From 2012 to 2014, at least 39 patients at Virginia Mason Medical Center were sickened by drug-resistant strains of E.coli bacteria, 11 of whom died, according to the Advisory Board. The facility identified duodenoscopes made by Olympus America as the likely source of contamination.
Richard Bigler was among those who died of a bacterial infection caused by an Olympus duodenoscope, according to a lawsuit filed on behalf of his widow. In a rare move for a hospital, Virginia Mason joined Bigler’s lawsuit on May 11.
Virginia Mason denies any wrongdoing in Bigler’s death, saying Olympus failed to disclose the instrument’s design flaws or tell the facility its reprocessing instructions were inadequate. The complaint alleges that Olympus knew of the problems with the duodenoscope and issued warnings in Europe, but failed to do the same in the U.S.
“Olympus failed to inform our organization about this safety risk associated with its product,” said Andrew Ross, head of gastroenterology at Virginia Mason. “Their silence on this important issue was unethical, irresponsible, and put patient lives at risk.”

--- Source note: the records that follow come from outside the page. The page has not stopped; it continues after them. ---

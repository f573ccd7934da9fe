#![doc = include_str!("../README.md")]
#![deny(clippy::mod_module_files)]

pub mod changeset;
pub(crate) mod encoding;
pub mod errors;
pub mod reader;
pub mod writer;

// Re-export main types
pub use changeset::{ChangesetEntry, ChangesetTable, OperationType};
pub use encoding::{Value, ValueType};
pub use errors::{Error, ParseError};
pub use reader::ChangesetReader;
pub use writer::ChangesetWriter;
//! Writer for binary changeset files.
//!
//! Encoding mirrors the reader exactly: table records announce metadata,
//! row records carry one value payload per populated array, numeric
//! payloads are big-endian, and the reserved indirect byte is written as
//! zero.

use std::fs::File;
use std::io::{BufWriter, Write};
use std::path::Path;

use tracing::{debug, trace};

use crate::changeset::{ChangesetEntry, ChangesetTable, OperationType};
use crate::encoding::constants::{INDIRECT_FLAG, TABLE_MARKER};
use crate::encoding::varint::encode_varint;
use crate::encoding::{Value, encode_value};
use crate::errors::Error;

/// Writer of binary changeset files.
///
/// Use [`open`](Self::open), announce a table with
/// [`begin_table`](Self::begin_table), then emit that table's changes with
/// [`write_entry`](Self::write_entry); call `begin_table` again to switch
/// tables. Output is append-only and buffered; the buffer is flushed when
/// the writer is dropped.
///
/// The writer does not validate call order or entry contents beyond debug
/// assertions. An undisciplined caller gets a structurally well-formed file
/// that a reader will reject when the entries contradict their table.
#[derive(Debug)]
pub struct ChangesetWriter {
    out: BufWriter<File>,
    /// Most recently announced table; entries are written against it.
    current_table: Option<ChangesetTable>,
}

impl ChangesetWriter {
    /// Create (or truncate) a changeset file for writing.
    ///
    /// # Errors
    ///
    /// Returns [`Error::Io`] if the file cannot be created.
    pub fn open(path: impl AsRef<Path>) -> Result<Self, Error> {
        let path = path.as_ref();
        let file = File::create(path)?;
        debug!(path = %path.display(), "opened changeset for writing");
        Ok(Self {
            out: BufWriter::new(file),
            current_table: None,
        })
    }

    /// Emit a table record and make `table` the current table.
    ///
    /// Must be called before the first [`write_entry`](Self::write_entry).
    /// The metadata is copied into the writer's current-table slot, so the
    /// caller's table need not outlive the writer.
    ///
    /// # Errors
    ///
    /// Returns [`Error::Io`] if the record cannot be written.
    pub fn begin_table(&mut self, table: &ChangesetTable) -> Result<(), Error> {
        debug_assert!(!table.name().is_empty(), "table name must be non-empty");
        debug_assert!(
            !table.name().as_bytes().contains(&0),
            "table name must not contain NUL"
        );
        debug_assert!(
            table.primary_keys().iter().any(|&pk| pk),
            "table needs at least one primary-key column"
        );
        debug_assert!(u32::try_from(table.column_count()).is_ok());

        let mut record = Vec::with_capacity(table.column_count() + table.name().len() + 4);
        record.push(TABLE_MARKER);
        record.extend(encode_varint(table.column_count() as u32));
        record.extend(table.primary_keys().iter().map(|&pk| u8::from(pk)));
        record.extend(table.name().as_bytes());
        record.push(0x00);
        self.out.write_all(&record)?;

        trace!(table = table.name(), columns = table.column_count(), "table record written");
        self.current_table = Some(table.clone());
        Ok(())
    }

    /// Emit one row record against the current table.
    ///
    /// The entry's populated value arrays must match the current table's
    /// column count (asserted in debug builds): INSERT writes `new_values`,
    /// DELETE writes `old_values`, UPDATE writes both in old-then-new
    /// order.
    ///
    /// # Errors
    ///
    /// Returns [`Error::Io`] if the record cannot be written.
    pub fn write_entry(&mut self, entry: &ChangesetEntry<'_>) -> Result<(), Error> {
        debug_assert!(
            self.current_table.is_some(),
            "begin_table must precede write_entry"
        );
        if let Some(table) = &self.current_table {
            let columns = table.column_count();
            match entry.op {
                OperationType::Insert => debug_assert_eq!(entry.new_values.len(), columns),
                OperationType::Delete => debug_assert_eq!(entry.old_values.len(), columns),
                OperationType::Update => {
                    debug_assert_eq!(entry.old_values.len(), columns);
                    debug_assert_eq!(entry.new_values.len(), columns);
                }
            }
        }

        let mut record = Vec::new();
        record.push(entry.op as u8);
        record.push(INDIRECT_FLAG);
        match entry.op {
            OperationType::Insert => encode_row_values(&mut record, &entry.new_values),
            OperationType::Delete => encode_row_values(&mut record, &entry.old_values),
            OperationType::Update => {
                encode_row_values(&mut record, &entry.old_values);
                encode_row_values(&mut record, &entry.new_values);
            }
        }
        self.out.write_all(&record)?;
        Ok(())
    }

    /// Flush buffered output to disk.
    ///
    /// Dropping the writer also flushes, but silently; call this to observe
    /// a write failure.
    ///
    /// # Errors
    ///
    /// Returns [`Error::Io`] if the flush fails.
    pub fn flush(&mut self) -> Result<(), Error> {
        self.out.flush()?;
        Ok(())
    }
}

fn encode_row_values(out: &mut Vec<u8>, values: &[Value]) {
    for value in values {
        encode_value(out, value);
    }
}
use std::path::PathBuf;

use thiserror::Error;

/// Boxed error produced by a database driver.
pub type BoxError = Box<dyn std::error::Error + Send + Sync + 'static>;

/// Error type for dblib operations
#[derive(Debug, Error)]
pub enum DbLibError {
    #[error("Specified config file location does not exist: {}", .0.display())]
    ConfigNotFound(PathBuf),

    #[error("Config file malformed: {0}")]
    ConfigMalformed(String),

    #[error("{0} is not set in the config file")]
    MissingConfigField(&'static str),

    #[error("Unknown driver attribute: {0}")]
    UnknownAttribute(String),

    #[error("Unsupported value {value} for driver attribute {attribute}")]
    UnsupportedAttributeValue { attribute: String, value: String },

    #[error("Unable to connect to database: {0}")]
    ConnectionFailed(#[source] BoxError),

    #[error("Bind failed: {0}")]
    BindFailed(String),

    #[error("Failed to execute statement: {0}")]
    ExecutionFailed(#[source] BoxError),

    #[error("Fetch failed to retrieve a result")]
    FetchFailed,

    #[error("Failed to execute the prepared insert query")]
    PreparedInsertFailed(#[source] Option<BoxError>),

    #[error("Failed to execute prepared statement with no params: {0}")]
    PreparedExecutionFailed(#[source] BoxError),

    #[error("Unknown data set kind: {0}")]
    InvalidDataSetKind(String),

    #[error("A {kind} data set cannot build an {statement} statement")]
    DataSetKindMismatch {
        kind: &'static str,
        statement: &'static str,
    },

    #[error("Data set contains no values")]
    EmptyDataSet,

    #[error("Invalid identifier: {0:?}")]
    InvalidIdentifier(String),

    #[error("Column not found: {0}")]
    ColumnNotFound(String),

    #[error("Failed to map row: {0}")]
    RowMappingFailed(#[source] serde_json::Error),
}

/// Result type alias for dblib operations
pub type Result<T> = std::result::Result<T, DbLibError>;
use async_trait::async_trait;

use crate::error::BoxError;
use crate::sql::Dialect;
use crate::types::{RawQueryResult, SqlValue};

/// Result returned by driver calls; the caller decides which `DbLibError`
/// wraps the failure.
pub type DriverResult<T> = std::result::Result<T, BoxError>;

/// Trait for database driver implementations.
/// Drivers are responsible for:
/// - Holding the connection to the database
/// - Converting SqlValue parameters to native types
/// - Executing statements and converting results to RawQueryResult
#[async_trait]
pub trait DatabaseDriver: Send + Sync {
    /// SQL flavor the driver expects: quoting and positional placeholders.
    fn dialect(&self) -> Dialect;

    /// Execute SQL without preparing it. No parameters; the text may hold
    /// several statements where the server allows it.
    async fn execute_raw(&self, sql: &str) -> DriverResult<RawQueryResult>;

    /// Prepare, bind and execute a statement.
    /// Parameters are positional in the driver's placeholder style.
    async fn execute(&self, sql: &str, params: &[SqlValue]) -> DriverResult<RawQueryResult>;
}
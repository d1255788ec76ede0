use std::fmt;

use serde::Serialize;

/// Represents a SQL value in a driver-agnostic way.
/// Drivers are responsible for converting these to and from their native types.
#[derive(Debug, Clone, PartialEq, Serialize)]
#[serde(untagged)]
pub enum SqlValue {
    Null,
    Text(String),
    Int32(i32),
    Int64(i64),
    Float64(f64),
    Bool(bool),
}

impl SqlValue {
    pub fn is_null(&self) -> bool {
        matches!(self, SqlValue::Null)
    }

    /// Returns the text content, if this is a `Text` value.
    pub fn as_str(&self) -> Option<&str> {
        match self {
            SqlValue::Text(s) => Some(s),
            _ => None,
        }
    }

    /// Returns the value as an i64 when it is an integer,
    /// or text holding an integer.
    pub fn as_i64(&self) -> Option<i64> {
        match self {
            SqlValue::Int32(i) => Some(i64::from(*i)),
            SqlValue::Int64(i) => Some(*i),
            SqlValue::Text(s) => s.trim().parse().ok(),
            _ => None,
        }
    }
}

impl fmt::Display for SqlValue {
    fn fmt(&self, f: &mut fmt::Formatter<'_>) -> fmt::Result {
        match self {
            SqlValue::Null => f.write_str("NULL"),
            SqlValue::Text(s) => f.write_str(s),
            SqlValue::Int32(i) => write!(f, "{}", i),
            SqlValue::Int64(i) => write!(f, "{}", i),
            SqlValue::Float64(v) => write!(f, "{}", v),
            SqlValue::Bool(b) => write!(f, "{}", b),
        }
    }
}

impl From<&str> for SqlValue {
    fn from(value: &str) -> Self {
        SqlValue::Text(value.to_string())
    }
}

impl From<String> for SqlValue {
    fn from(value: String) -> Self {
        SqlValue::Text(value)
    }
}

impl From<&String> for SqlValue {
    fn from(value: &String) -> Self {
        SqlValue::Text(value.clone())
    }
}

impl From<i32> for SqlValue {
    fn from(value: i32) -> Self {
        SqlValue::Int32(value)
    }
}

impl From<i64> for SqlValue {
    fn from(value: i64) -> Self {
        SqlValue::Int64(value)
    }
}

impl From<f64> for SqlValue {
    fn from(value: f64) -> Self {
        SqlValue::Float64(value)
    }
}

impl From<bool> for SqlValue {
    fn from(value: bool) -> Self {
        SqlValue::Bool(value)
    }
}

impl<T: Into<SqlValue>> From<Option<T>> for SqlValue {
    fn from(value: Option<T>) -> Self {
        match value {
            Some(v) => v.into(),
            None => SqlValue::Null,
        }
    }
}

Feds Expand Investigation into CRE Superbug Outbreaks
June 9 – The Justice Department is seeking thousands of documents from duodenoscope manufacturers Olympus, Pentax and FujiFilm, according to USA TODAY.The subpoenas do not reveal specifically what’s being investigated; however, a document sent last month to Virginia Mason relates to healthcare violations as defined in federal criminal statutes.